**Exercise goal**: Please repeat the lines below, exactly and only, from the one that holds "is not defined." through the one that holds "node may be".

[Collection entries]

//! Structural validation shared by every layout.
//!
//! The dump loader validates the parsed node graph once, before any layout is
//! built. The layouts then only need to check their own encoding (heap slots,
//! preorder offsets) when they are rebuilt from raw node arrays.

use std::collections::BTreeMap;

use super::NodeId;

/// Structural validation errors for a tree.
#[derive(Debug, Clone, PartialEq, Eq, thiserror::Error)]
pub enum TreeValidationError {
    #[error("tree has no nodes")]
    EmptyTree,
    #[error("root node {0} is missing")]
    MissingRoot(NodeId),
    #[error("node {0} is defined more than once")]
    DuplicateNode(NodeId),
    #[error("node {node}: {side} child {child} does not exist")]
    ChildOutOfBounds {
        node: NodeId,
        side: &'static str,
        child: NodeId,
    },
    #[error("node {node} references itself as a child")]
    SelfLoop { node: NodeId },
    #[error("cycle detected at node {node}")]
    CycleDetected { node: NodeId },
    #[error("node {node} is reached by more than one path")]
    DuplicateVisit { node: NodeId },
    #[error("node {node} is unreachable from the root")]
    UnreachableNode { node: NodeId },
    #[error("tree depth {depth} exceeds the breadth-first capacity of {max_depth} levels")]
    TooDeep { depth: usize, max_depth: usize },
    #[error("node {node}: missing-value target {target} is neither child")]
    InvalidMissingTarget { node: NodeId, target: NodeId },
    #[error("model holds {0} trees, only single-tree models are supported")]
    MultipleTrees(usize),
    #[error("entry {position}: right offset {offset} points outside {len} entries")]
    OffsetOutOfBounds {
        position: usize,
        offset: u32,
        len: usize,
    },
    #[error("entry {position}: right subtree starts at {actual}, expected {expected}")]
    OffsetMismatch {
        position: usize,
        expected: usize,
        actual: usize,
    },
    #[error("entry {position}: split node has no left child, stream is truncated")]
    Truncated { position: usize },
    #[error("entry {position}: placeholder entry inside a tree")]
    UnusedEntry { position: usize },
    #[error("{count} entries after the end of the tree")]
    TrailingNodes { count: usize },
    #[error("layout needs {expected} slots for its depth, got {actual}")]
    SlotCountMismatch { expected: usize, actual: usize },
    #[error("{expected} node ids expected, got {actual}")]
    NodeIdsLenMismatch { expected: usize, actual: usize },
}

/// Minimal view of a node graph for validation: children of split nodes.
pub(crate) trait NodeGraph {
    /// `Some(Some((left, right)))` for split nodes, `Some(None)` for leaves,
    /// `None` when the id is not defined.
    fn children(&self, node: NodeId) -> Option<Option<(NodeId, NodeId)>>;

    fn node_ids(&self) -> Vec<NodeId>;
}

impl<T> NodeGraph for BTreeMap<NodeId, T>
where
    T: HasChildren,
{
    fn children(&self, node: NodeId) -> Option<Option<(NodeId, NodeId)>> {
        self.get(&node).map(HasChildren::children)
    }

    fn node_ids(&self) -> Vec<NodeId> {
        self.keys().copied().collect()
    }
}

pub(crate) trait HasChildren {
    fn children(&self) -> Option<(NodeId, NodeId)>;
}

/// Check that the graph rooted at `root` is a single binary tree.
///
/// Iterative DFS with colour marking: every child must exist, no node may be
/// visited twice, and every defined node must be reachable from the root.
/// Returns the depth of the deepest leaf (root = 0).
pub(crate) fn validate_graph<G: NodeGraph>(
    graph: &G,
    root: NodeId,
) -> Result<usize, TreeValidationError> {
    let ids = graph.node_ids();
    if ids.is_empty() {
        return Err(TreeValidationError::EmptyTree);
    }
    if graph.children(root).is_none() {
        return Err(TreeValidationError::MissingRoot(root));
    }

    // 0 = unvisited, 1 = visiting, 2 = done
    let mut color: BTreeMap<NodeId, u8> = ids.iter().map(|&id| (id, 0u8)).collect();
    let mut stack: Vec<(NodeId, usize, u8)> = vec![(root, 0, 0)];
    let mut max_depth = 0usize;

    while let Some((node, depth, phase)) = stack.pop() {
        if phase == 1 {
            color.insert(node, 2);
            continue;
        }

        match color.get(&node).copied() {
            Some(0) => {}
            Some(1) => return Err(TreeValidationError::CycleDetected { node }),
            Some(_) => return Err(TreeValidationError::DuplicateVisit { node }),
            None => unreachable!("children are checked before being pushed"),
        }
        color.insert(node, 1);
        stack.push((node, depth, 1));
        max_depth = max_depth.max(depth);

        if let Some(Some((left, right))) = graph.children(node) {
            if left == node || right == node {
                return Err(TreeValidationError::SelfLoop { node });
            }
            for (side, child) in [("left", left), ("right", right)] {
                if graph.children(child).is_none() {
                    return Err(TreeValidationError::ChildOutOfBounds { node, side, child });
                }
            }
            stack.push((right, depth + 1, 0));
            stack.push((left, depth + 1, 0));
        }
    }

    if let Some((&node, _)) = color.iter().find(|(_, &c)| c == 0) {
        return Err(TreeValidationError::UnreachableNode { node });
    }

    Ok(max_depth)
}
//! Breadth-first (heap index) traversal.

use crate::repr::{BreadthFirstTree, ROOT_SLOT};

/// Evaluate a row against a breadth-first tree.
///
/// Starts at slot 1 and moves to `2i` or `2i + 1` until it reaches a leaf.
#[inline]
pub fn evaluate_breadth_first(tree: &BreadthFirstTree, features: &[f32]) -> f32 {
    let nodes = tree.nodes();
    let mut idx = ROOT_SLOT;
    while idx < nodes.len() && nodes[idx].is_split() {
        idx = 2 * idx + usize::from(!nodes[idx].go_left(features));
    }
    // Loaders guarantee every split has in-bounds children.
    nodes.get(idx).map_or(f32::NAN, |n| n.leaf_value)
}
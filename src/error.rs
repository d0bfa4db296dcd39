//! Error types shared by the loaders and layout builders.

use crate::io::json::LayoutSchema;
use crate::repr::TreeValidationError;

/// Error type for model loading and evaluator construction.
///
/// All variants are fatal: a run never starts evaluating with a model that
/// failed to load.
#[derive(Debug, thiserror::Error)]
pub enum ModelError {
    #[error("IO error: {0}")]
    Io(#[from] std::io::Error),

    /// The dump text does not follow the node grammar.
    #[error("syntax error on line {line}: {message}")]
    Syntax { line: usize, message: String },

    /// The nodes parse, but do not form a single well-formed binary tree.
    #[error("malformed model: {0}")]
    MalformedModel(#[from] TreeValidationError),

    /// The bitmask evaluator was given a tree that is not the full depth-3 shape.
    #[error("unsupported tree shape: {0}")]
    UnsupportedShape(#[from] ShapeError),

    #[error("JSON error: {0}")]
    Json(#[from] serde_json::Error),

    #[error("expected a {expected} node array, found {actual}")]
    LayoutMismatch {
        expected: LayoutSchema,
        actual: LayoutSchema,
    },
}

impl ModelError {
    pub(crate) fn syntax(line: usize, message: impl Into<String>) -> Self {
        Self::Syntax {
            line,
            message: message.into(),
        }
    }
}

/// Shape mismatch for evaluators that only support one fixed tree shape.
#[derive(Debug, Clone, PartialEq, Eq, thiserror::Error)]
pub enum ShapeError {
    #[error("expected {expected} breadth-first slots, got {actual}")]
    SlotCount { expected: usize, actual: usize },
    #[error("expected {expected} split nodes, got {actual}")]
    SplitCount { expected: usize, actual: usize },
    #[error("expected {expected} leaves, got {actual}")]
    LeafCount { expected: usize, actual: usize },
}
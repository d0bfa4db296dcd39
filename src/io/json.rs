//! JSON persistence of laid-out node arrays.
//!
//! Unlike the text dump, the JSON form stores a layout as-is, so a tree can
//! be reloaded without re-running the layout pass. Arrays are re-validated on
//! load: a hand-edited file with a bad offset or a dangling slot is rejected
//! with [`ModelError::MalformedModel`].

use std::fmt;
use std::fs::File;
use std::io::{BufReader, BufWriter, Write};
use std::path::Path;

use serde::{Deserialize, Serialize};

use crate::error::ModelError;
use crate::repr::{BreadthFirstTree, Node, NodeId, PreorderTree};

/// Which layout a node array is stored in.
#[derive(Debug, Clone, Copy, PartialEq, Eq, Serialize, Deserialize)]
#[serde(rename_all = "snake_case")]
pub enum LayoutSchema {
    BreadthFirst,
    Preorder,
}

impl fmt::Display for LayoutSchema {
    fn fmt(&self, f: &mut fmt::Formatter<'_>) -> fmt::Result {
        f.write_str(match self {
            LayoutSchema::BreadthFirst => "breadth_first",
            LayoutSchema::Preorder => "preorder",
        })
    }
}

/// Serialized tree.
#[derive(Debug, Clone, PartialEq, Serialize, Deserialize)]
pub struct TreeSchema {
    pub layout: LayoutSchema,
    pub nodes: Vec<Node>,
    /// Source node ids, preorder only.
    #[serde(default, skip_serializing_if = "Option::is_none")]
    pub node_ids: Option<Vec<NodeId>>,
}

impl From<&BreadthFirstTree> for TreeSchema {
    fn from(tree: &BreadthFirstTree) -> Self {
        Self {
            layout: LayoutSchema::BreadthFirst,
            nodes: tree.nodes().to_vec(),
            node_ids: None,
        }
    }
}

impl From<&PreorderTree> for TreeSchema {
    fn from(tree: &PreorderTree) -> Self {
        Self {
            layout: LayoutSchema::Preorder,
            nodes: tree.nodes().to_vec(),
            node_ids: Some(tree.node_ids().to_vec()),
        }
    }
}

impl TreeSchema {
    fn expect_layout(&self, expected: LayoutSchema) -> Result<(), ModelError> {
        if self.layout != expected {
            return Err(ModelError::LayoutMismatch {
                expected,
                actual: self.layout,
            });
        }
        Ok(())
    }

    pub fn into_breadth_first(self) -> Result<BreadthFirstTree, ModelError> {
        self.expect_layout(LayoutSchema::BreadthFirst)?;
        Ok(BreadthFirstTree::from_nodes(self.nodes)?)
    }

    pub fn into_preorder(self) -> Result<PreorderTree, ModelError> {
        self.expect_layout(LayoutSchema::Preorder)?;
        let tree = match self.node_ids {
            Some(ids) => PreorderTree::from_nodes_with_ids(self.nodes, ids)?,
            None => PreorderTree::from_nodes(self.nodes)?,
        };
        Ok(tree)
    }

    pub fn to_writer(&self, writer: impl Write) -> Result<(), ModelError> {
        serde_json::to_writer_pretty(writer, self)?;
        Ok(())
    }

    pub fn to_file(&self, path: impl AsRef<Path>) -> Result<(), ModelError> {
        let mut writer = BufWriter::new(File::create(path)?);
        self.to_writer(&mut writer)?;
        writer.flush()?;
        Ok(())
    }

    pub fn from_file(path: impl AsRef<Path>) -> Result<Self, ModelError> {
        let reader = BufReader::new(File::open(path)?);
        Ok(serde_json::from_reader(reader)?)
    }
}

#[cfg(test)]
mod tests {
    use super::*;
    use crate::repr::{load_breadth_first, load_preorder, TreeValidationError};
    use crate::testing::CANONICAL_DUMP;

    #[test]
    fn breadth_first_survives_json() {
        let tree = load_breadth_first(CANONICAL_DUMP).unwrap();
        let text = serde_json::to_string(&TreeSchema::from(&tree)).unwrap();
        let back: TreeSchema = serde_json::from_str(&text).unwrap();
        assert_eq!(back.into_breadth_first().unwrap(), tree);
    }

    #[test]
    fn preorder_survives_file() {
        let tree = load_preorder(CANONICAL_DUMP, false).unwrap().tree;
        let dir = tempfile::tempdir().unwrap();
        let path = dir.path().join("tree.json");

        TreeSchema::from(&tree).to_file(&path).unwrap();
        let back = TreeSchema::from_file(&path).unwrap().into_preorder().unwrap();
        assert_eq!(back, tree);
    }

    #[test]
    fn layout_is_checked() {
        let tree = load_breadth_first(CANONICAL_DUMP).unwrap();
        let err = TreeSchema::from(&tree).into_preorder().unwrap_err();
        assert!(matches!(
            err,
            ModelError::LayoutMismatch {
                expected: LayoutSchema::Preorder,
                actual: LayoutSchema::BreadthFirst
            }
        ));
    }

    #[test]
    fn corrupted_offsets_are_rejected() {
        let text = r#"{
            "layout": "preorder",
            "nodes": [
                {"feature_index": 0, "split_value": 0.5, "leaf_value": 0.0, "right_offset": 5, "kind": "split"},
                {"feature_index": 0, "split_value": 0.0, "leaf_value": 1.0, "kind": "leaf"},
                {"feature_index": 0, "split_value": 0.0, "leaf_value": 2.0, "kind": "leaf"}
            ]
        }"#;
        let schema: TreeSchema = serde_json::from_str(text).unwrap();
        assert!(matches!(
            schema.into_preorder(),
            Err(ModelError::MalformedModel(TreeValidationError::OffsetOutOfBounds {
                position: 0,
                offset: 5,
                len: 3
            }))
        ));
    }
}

**Solution for this problem**:
    /// `None` when the id is not defined.
    fn children(&self, node: NodeId) -> Option<Option<(NodeId, NodeId)>>;

    fn node_ids(&self) -> Vec<NodeId>;
}

impl<T> NodeGraph for BTreeMap<NodeId, T>
where
    T: HasChildren,
{
    fn children(&self, node: NodeId) -> Option<Option<(NodeId, NodeId)>> {
        self.get(&node).map(HasChildren::children)
    }

    fn node_ids(&self) -> Vec<NodeId> {
        self.keys().copied().collect()
    }
}

pub(crate) trait HasChildren {
    fn children(&self) -> Option<(NodeId, NodeId)>;
}

/// Check that the graph rooted at `root` is a single binary tree.
///
/// Iterative DFS with colour marking: every child must exist, no node may be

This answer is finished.